Your team configures what happens when a customer reaches the limit of self-service — a form, a live agent, a case lookup, or a custom action — and the customer's context from their search session carries into that next step automatically.
We operate in 18 countries and sell three product lines. Can one knowledge base serve all of our markets, or do we end up maintaining separate knowledge bases per region?
One MatrixFlows knowledge base serves every region and product line from a shared content library — documentation that applies everywhere is authored once, while region-specific or product-specific content is tagged and delivered to the right audience without separate deployments, separate portals, or separate maintenance teams per country.
Zendesk Guide scales by multiplying instances — each language or brand requires its own Guide with its own content authoring, its own search index, and its own team. Freshdesk's multilingual support requires publishing separate article sets per language with no unified content management layer underneath. SharePoint-based knowledge portals for different regions typically have no shared content model — each regional team builds and maintains their own version independently.

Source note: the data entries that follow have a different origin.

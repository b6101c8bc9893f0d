use std::collections::HashMap;
use std::sync::Mutex;

use time::OffsetDateTime;

use crate::export::job::{ExportJob, JobStatus};
use crate::foundation::core::{DesignId, JobId};
use crate::foundation::error::{StratumError, StratumResult};

/// In-process job registry.
///
/// All mutations go through one mutex, which makes [`JobStore::claim`] the single atomic
/// `queued -> processing` transition: at most one worker ever processes a given job.
///
/// Records are kept until [`JobStore::evict`] drops them; the artifact retention sweep only
/// clears artifact metadata.
#[derive(Debug, Default)]
pub struct JobStore {
    jobs: Mutex<HashMap<JobId, ExportJob>>,
}

impl JobStore {
    /// Create an empty store.
    pub fn new() -> Self {
        Self::default()
    }

    /// Persist a new job.
    pub fn insert(&self, job: ExportJob) -> StratumResult<JobId> {
        let id = job.id;
        let mut jobs = self.jobs.lock().map_err(|_| poisoned())?;
        if jobs.contains_key(&id) {
            return Err(StratumError::invalid_state(format!("job {id} already exists")));
        }
        jobs.insert(id, job);
        Ok(id)
    }

    /// Copy of a job.
    pub fn get(&self, id: JobId) -> StratumResult<ExportJob> {
        self.jobs
            .lock()
            .map_err(|_| poisoned())?
            .get(&id)
            .cloned()
            .ok_or_else(|| StratumError::not_found(format!("job {id}")))
    }

    /// Claim a queued job for processing.
    ///
    /// Returns `None` when the job is no longer `queued` (already claimed, cancelled, ...).
    pub fn claim(&self, id: JobId, now: OffsetDateTime) -> StratumResult<Option<ExportJob>> {
        let mut jobs = self.jobs.lock().map_err(|_| poisoned())?;
        let job = jobs
            .get_mut(&id)
            .ok_or_else(|| StratumError::not_found(format!("job {id}")))?;
        if job.status != JobStatus::Queued {
            return Ok(None);
        }
        job.transition(JobStatus::Processing, now)?;
        Ok(Some(job.clone()))
    }

    /// Apply `f` to a job; the change is committed only when `f` succeeds.
    pub fn update<R>(
        &self,
        id: JobId,
        f: impl FnOnce(&mut ExportJob) -> StratumResult<R>,
    ) -> StratumResult<R> {
        let mut jobs = self.jobs.lock().map_err(|_| poisoned())?;
        let job = jobs
            .get_mut(&id)
            .ok_or_else(|| StratumError::not_found(format!("job {id}")))?;
        let mut draft = job.clone();
        let out = f(&mut draft)?;
        *job = draft;
        Ok(out)
    }

    /// All jobs, oldest first.
    pub fn list(&self) -> StratumResult<Vec<ExportJob>> {
        let mut out: Vec<ExportJob> = self
            .jobs
            .lock()
            .map_err(|_| poisoned())?
            .values()
            .cloned()
            .collect();
        out.sort_by_key(|j| (j.created_at, j.id));
        Ok(out)
    }

    /// Jobs of one design, oldest first.
    pub fn for_design(&self, design: DesignId) -> StratumResult<Vec<ExportJob>> {
        Ok(self
            .list()?
            .into_iter()
            .filter(|j| j.design_id == design)
            .collect())
    }

    /// Completed jobs whose artifact expired at or before `now`.
    pub fn expired(&self, now: OffsetDateTime) -> StratumResult<Vec<ExportJob>> {
        Ok(self
            .list()?
            .into_iter()
            .filter(|j| {
                j.status == JobStatus::Completed
                    && j.artifact.is_some()
                    && j.expires_at.is_some_and(|t| t <= now)
            })
            .collect())
    }

    /// Drop terminal jobs last updated at or before `cutoff` that hold no artifact.
    ///
    /// Completed jobs stay until their artifact has been purged. Returns the number removed.
    pub fn evict(&self, cutoff: OffsetDateTime) -> StratumResult<usize> {
        let mut jobs = self.jobs.lock().map_err(|_| poisoned())?;
        let before = jobs.len();
        jobs.retain(|_, j| {
            !(j.status.is_terminal() && j.artifact.is_none() && j.updated_at <= cutoff)
        });
        Ok(before - jobs.len())
    }

    /// Number of stored jobs.
    pub fn len(&self) -> usize {
        self.jobs.lock().map(|j| j.len()).unwrap_or(0)
    }

    /// Return `true` when no job is stored.
    pub fn is_empty(&self) -> bool {
        self.len() == 0
    }
}

fn poisoned() -> StratumError {
    StratumError::Other(anyhow::anyhow!("job store lock poisoned"))
}

#[cfg(test)]
#[path = "../../tests/unit/export/store.rs"]
mod tests;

Your content team manages one library where updates to shared documentation propagate to every region automatically, and regional or product-specific variations are managed as content rules in the same system rather than separate portals to build and maintain.
We've deployed knowledge bases before and they go stale — customers stop trusting them within a year because the content doesn't keep up with the product. How does this one stay accurate and keep deflecting tickets over time?
MatrixFlows surfaces the specific articles customers abandon, the questions that return no useful match, and the support topics where ticket volume is rising despite existing content — so your team sees exactly what to fix before the knowledge base becomes a dead end, not after customers have already stopped using it.
Zendesk Guide has basic article statistics but no mechanism to surface which content gaps are driving ticket volume — your team finds out content is missing when tickets pile up, not before. Help Scout Docs offers view counts and satisfaction votes but no structured gap analysis tied to real support demand. Freshdesk's reporting shows article views and ratings but doesn't connect underperforming content to escalation patterns in a way that prioritizes what to write next.
Your team works from a weekly content gap report that shows which questions need answers and which articles need updates — so the knowledge base gets more accurate over time instead of drifting toward obsolescence as the product evolves.